** Opening EXCERPTED DATA block **
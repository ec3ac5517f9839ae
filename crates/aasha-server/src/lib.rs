//! Aasha Web Server
//!
//! Axum-based REST API for the Aasha wellness companion. State lives in
//! memory behind a RwLock; the insight, suggestion, and context endpoints
//! recompute from the current histories on every request.
//!
//! Hardening kept deliberately small for a single-user local app:
//! - Restrictive CORS policy
//! - Security headers (CSP, nosniff, frame denial)
//! - Sanitized error responses with full internals logged server-side

use std::sync::{Arc, RwLock};

use axum::{
    http::{header, HeaderValue, Method, StatusCode},
    response::{IntoResponse, Response},
    routing::{get, post},
    Json, Router,
};
use tower_http::{cors::CorsLayer, set_header::SetResponseHeaderLayer, trace::TraceLayer};
use tracing::{error, info};

use aasha_core::ai::{CompanionBackend, CompanionClient};
use aasha_core::HistoryStore;

mod handlers;

#[cfg(test)]
mod tests;

/// Server configuration
#[derive(Clone, Default)]
pub struct ServerConfig {
    /// Allowed CORS origins (empty = same-origin only)
    pub allowed_origins: Vec<String>,
}

/// Shared application state
pub struct AppState {
    /// All user history; RwLock because reads vastly outnumber writes
    pub store: RwLock<HistoryStore>,
    /// Optional companion backend for /api/chat
    pub companion: Option<CompanionClient>,
}

/// Create the application router
pub fn create_router(store: HistoryStore, config: ServerConfig) -> Router {
    let companion = CompanionClient::from_env();
    match companion {
        Some(ref client) => {
            info!(
                "Companion backend configured: {} (model: {})",
                client.host(),
                client.model()
            );
        }
        None => {
            info!("ℹ️  Companion backend not configured (set GEMINI_API_KEY to enable chat)");
        }
    }

    create_router_with_companion(store, config, companion)
}

/// Create the router with an explicit companion backend (for testing)
pub fn create_router_with_companion(
    store: HistoryStore,
    config: ServerConfig,
    companion: Option<CompanionClient>,
) -> Router {
    let state = Arc::new(AppState {
        store: RwLock::new(store),
        companion,
    });

    let api_routes = Router::new()
        // Health
        .route("/health", get(handlers::health))
        // Moods
        .route(
            "/moods",
            get(handlers::list_moods).post(handlers::log_mood),
        )
        // Journal
        .route(
            "/journal",
            get(handlers::list_journal).post(handlers::add_journal_entry),
        )
        // Derived views
        .route("/insights", get(handlers::get_insights))
        .route("/suggestions", get(handlers::get_suggestions))
        .route("/stats", get(handlers::get_stats))
        .route("/context", get(handlers::get_context_summary))
        // Profile
        .route(
            "/profile",
            get(handlers::get_profile).put(handlers::update_profile),
        )
        // Reminders
        .route(
            "/reminders",
            get(handlers::list_reminders).post(handlers::add_reminder),
        )
        .route("/reminders/:id/toggle", post(handlers::toggle_reminder))
        // Content
        .route(
            "/stories",
            get(handlers::list_stories).post(handlers::add_story),
        )
        .route("/pathways", get(handlers::list_pathways))
        .route("/activities", get(handlers::list_activities))
        // Chat
        .route("/chat", post(handlers::chat));

    // CORS configuration
    let cors = if config.allowed_origins.is_empty() {
        CorsLayer::new()
    } else {
        let origins: Vec<HeaderValue> = config
            .allowed_origins
            .iter()
            .filter_map(|o| o.parse().ok())
            .collect();
        CorsLayer::new()
            .allow_origin(origins)
            .allow_methods([Method::GET, Method::POST, Method::PUT, Method::OPTIONS])
            .allow_headers([header::CONTENT_TYPE])
    };

    // CSP: same-origin everything; this API serves JSON only
    let csp_value = HeaderValue::from_static("default-src 'self'; frame-ancestors 'none'");

    Router::new()
        .nest("/api", api_routes)
        .with_state(state)
        .layer(TraceLayer::new_for_http())
        .layer(cors)
        // Security headers
        .layer(SetResponseHeaderLayer::overriding(
            header::X_CONTENT_TYPE_OPTIONS,
            HeaderValue::from_static("nosniff"),
        ))
        .layer(SetResponseHeaderLayer::overriding(
            header::X_FRAME_OPTIONS,
            HeaderValue::from_static("DENY"),
        ))
        .layer(SetResponseHeaderLayer::overriding(
            header::CONTENT_SECURITY_POLICY,
            csp_value,
        ))
}

/// Start the server
pub async fn serve(store: HistoryStore, host: &str, port: u16) -> anyhow::Result<()> {
    serve_with_config(store, host, port, ServerConfig::default()).await
}

/// Start the server with custom configuration
pub async fn serve_with_config(
    store: HistoryStore,
    host: &str,
    port: u16,
    config: ServerConfig,
) -> anyhow::Result<()> {
    check_companion_connection().await;

    let app = create_router(store, config);
    let addr = format!("{}:{}", host, port);

    info!("Starting server at http://{}", addr);

    let listener = tokio::net::TcpListener::bind(&addr).await?;
    axum::serve(listener, app).await?;

    Ok(())
}

/// Check and log companion backend connection status
async fn check_companion_connection() {
    match CompanionClient::from_env() {
        Some(client) => {
            if client.health_check().await {
                info!(
                    "✅ Companion backend connected: {} (model: {})",
                    client.host(),
                    client.model()
                );
            } else {
                tracing::warn!(
                    "⚠️  Companion backend configured but not responding: {} (model: {})",
                    client.host(),
                    client.model()
                );
            }
        }
        None => {
            info!("ℹ️  Companion backend not configured (set GEMINI_API_KEY to enable chat)");
        }
    }
}

// ============================================================================
// Error Handling
// ============================================================================

/// Application error type with proper HTTP status codes
pub struct AppError {
    status: StatusCode,
    message: String,
    internal: Option<anyhow::Error>,
}

impl AppError {
    pub fn bad_request(msg: &str) -> Self {
        Self {
            status: StatusCode::BAD_REQUEST,
            message: msg.to_string(),
            internal: None,
        }
    }

    pub fn not_found(msg: &str) -> Self {
        Self {
            status: StatusCode::NOT_FOUND,
            message: msg.to_string(),
            internal: None,
        }
    }

    pub fn internal(msg: &str) -> Self {
        Self {
            status: StatusCode::INTERNAL_SERVER_ERROR,
            message: msg.to_string(),
            internal: None,
        }
    }

    pub fn unavailable(msg: &str) -> Self {
        Self {
            status: StatusCode::SERVICE_UNAVAILABLE,
            message: msg.to_string(),
            internal: None,
        }
    }
}

impl IntoResponse for AppError {
    fn into_response(self) -> Response {
        // Log the full internal error if present
        if let Some(err) = &self.internal {
            error!(error = %err, "Internal error");
        }

        let body = Json(serde_json::json!({
            "error": self.message
        }));

        (self.status, body).into_response()
    }
}

impl<E> From<E> for AppError
where
    E: Into<anyhow::Error>,
{
    fn from(err: E) -> Self {
        let err = err.into();
        Self {
            status: StatusCode::INTERNAL_SERVER_ERROR,
            // Return generic message to client
            message: "An internal error occurred".to_string(),
            // Keep full error for logging
            internal: Some(err),
        }
    }
}
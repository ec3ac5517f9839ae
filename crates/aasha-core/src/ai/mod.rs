//! Pluggable companion backend abstraction
//!
//! Backend-agnostic interface for the chat companion. The engine's only
//! obligation to this boundary is to hand over a synchronously-built
//! context summary string; everything network-shaped lives here.
//!
//! # Architecture
//!
//! - `CompanionBackend` trait: defines the chat interface
//! - `CompanionClient` enum: concrete wrapper providing Clone + compile-time dispatch
//! - Backend implementations: `GeminiBackend`, `OllamaBackend`, `MockBackend`
//!
//! # Configuration
//!
//! Environment variables:
//! - `AASHA_AI_BACKEND`: Backend to use (gemini, ollama, mock). Default: gemini
//! - `GEMINI_API_KEY`: API key (required for gemini backend)
//! - `GEMINI_MODEL`: Model name (default: gemini-2.5-flash)
//! - `OLLAMA_HOST`: Ollama server URL (required for ollama backend)
//! - `OLLAMA_MODEL`: Model name (default: llama3.2)

mod gemini;
mod mock;
mod ollama;

pub use gemini::GeminiBackend;
pub use mock::MockBackend;
pub use ollama::OllamaBackend;

use async_trait::async_trait;

use crate::error::Result;
use crate::models::ChatMessage;

/// The companion persona handed to every backend as the system instruction
pub const SYSTEM_INSTRUCTION: &str = "You are Aasha, a warm, empathetic, and safe companion for mental wellness. Your purpose is to be a supportive \"buddy\" who offers gentle guidance and helps users reflect on their emotions.

You are NOT a therapist. If a user expresses signs of severe distress, self-harm, or crisis, you MUST gently and clearly advise them to seek professional help immediately from a qualified therapist or a crisis hotline.

Your Core Persona & Capabilities:
1.  **Emotional Sensor:** You actively \"sense\" emotional shifts based on the context provided. If the user's mood history shows a downward trend or they mention stress in their journal, acknowledge it gently (\"I noticed you've been feeling a bit down lately...\").
2.  **Empathy First:** Use phrases like \"I hear you,\" \"It sounds like you're carrying a lot,\" or \"That sounds really tough.\"
3.  **Personalization:** Use the provided User Context (Mood History, Journal Entries, Bio) to tailor your conversation. Refer to specific things they've mentioned.
4.  **Empowerment:** Encourage self-reflection and proactive emotional management using the app's tools (breathing, journaling).
5.  **Simplicity:** Use clear, gentle, and accessible language. Be a friend, not a robot.

When the user sends a message, analyze the provided CONTEXT (Moods, Journal) to inform your tone and response.
";

/// Reply surfaced to the user when the backend call fails
pub const FALLBACK_REPLY: &str =
    "I'm feeling a bit disconnected right now. Could you say that again?";

/// Compose the system instruction with an optional user-context block
pub(crate) fn instruction_with_context(context: Option<&str>) -> String {
    match context {
        Some(ctx) => format!(
            "{}\n\n=== CURRENT USER CONTEXT (SENSORY DATA) ===\n{}\n\nUse the above sensory data to adjust your tone. If they seem stressed, be extra calming. If they are celebrating, join in.",
            SYSTEM_INSTRUCTION, ctx
        ),
        None => SYSTEM_INSTRUCTION.to_string(),
    }
}

/// Trait defining the interface for all companion backends
///
/// Backends must be Send + Sync to allow use across async tasks.
#[async_trait]
pub trait CompanionBackend: Send + Sync {
    /// Send a user message with the ordered conversation history and an
    /// optional context summary, returning the companion's reply text
    async fn reply(
        &self,
        message: &str,
        history: &[ChatMessage],
        context: Option<&str>,
    ) -> Result<String>;

    /// Check if the backend is reachable
    async fn health_check(&self) -> bool;

    /// Get the model name (for logging)
    fn model(&self) -> &str;

    /// Get the host URL (for logging)
    fn host(&self) -> &str;
}

/// Concrete companion client enum
///
/// Provides Clone and compile-time dispatch without Box<dyn> overhead.
#[derive(Clone)]
pub enum CompanionClient {
    /// Google Generative Language API backend
    Gemini(GeminiBackend),
    /// Ollama backend for local models
    Ollama(OllamaBackend),
    /// Mock backend for testing
    Mock(MockBackend),
}

impl CompanionClient {
    /// Create a companion client from environment variables
    ///
    /// Checks `AASHA_AI_BACKEND` to determine which backend to use:
    /// - `gemini` (default): Uses GEMINI_API_KEY and GEMINI_MODEL
    /// - `ollama`: Uses OLLAMA_HOST and OLLAMA_MODEL
    /// - `mock`: Creates a mock backend for testing
    ///
    /// Returns None if the required environment variables are not set.
    pub fn from_env() -> Option<Self> {
        let backend = std::env::var("AASHA_AI_BACKEND").unwrap_or_else(|_| "gemini".to_string());

        match backend.to_lowercase().as_str() {
            "gemini" => GeminiBackend::from_env().map(CompanionClient::Gemini),
            "ollama" => OllamaBackend::from_env().map(CompanionClient::Ollama),
            "mock" => Some(CompanionClient::Mock(MockBackend::new())),
            _ => {
                tracing::warn!(backend = %backend, "Unknown AASHA_AI_BACKEND, falling back to gemini");
                GeminiBackend::from_env().map(CompanionClient::Gemini)
            }
        }
    }

    /// Create a mock backend for testing
    pub fn mock() -> Self {
        CompanionClient::Mock(MockBackend::new())
    }
}

#[async_trait]
impl CompanionBackend for CompanionClient {
    async fn reply(
        &self,
        message: &str,
        history: &[ChatMessage],
        context: Option<&str>,
    ) -> Result<String> {
        match self {
            CompanionClient::Gemini(b) => b.reply(message, history, context).await,
            CompanionClient::Ollama(b) => b.reply(message, history, context).await,
            CompanionClient::Mock(b) => b.reply(message, history, context).await,
        }
    }

    async fn health_check(&self) -> bool {
        match self {
            CompanionClient::Gemini(b) => b.health_check().await,
            CompanionClient::Ollama(b) => b.health_check().await,
            CompanionClient::Mock(b) => b.health_check().await,
        }
    }

    fn model(&self) -> &str {
        match self {
            CompanionClient::Gemini(b) => b.model(),
            CompanionClient::Ollama(b) => b.model(),
            CompanionClient::Mock(b) => b.model(),
        }
    }

    fn host(&self) -> &str {
        match self {
            CompanionClient::Gemini(b) => b.host(),
            CompanionClient::Ollama(b) => b.host(),
            CompanionClient::Mock(b) => b.host(),
        }
    }
}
** Closing EXCERPTED DATA block **
• [TASK GOAL]: Give the lines of the material above again, exactly, from its first line through the line that contains "nosniff, frame denial)" and no further.

• [YOUR RESPONSE]:
repository ec3ac5517f9839ae
filename crates/aasha-server/src/lib.rs
//! Aasha Web Server
//!
//! Axum-based REST API for the Aasha wellness companion. State lives in
//! memory behind a RwLock; the insight, suggestion, and context endpoints
//! recompute from the current histories on every request.
//!
//! Hardening kept deliberately small for a single-user local app:
//! - Restrictive CORS policy
//! - Security headers (CSP, nosniff, frame denial)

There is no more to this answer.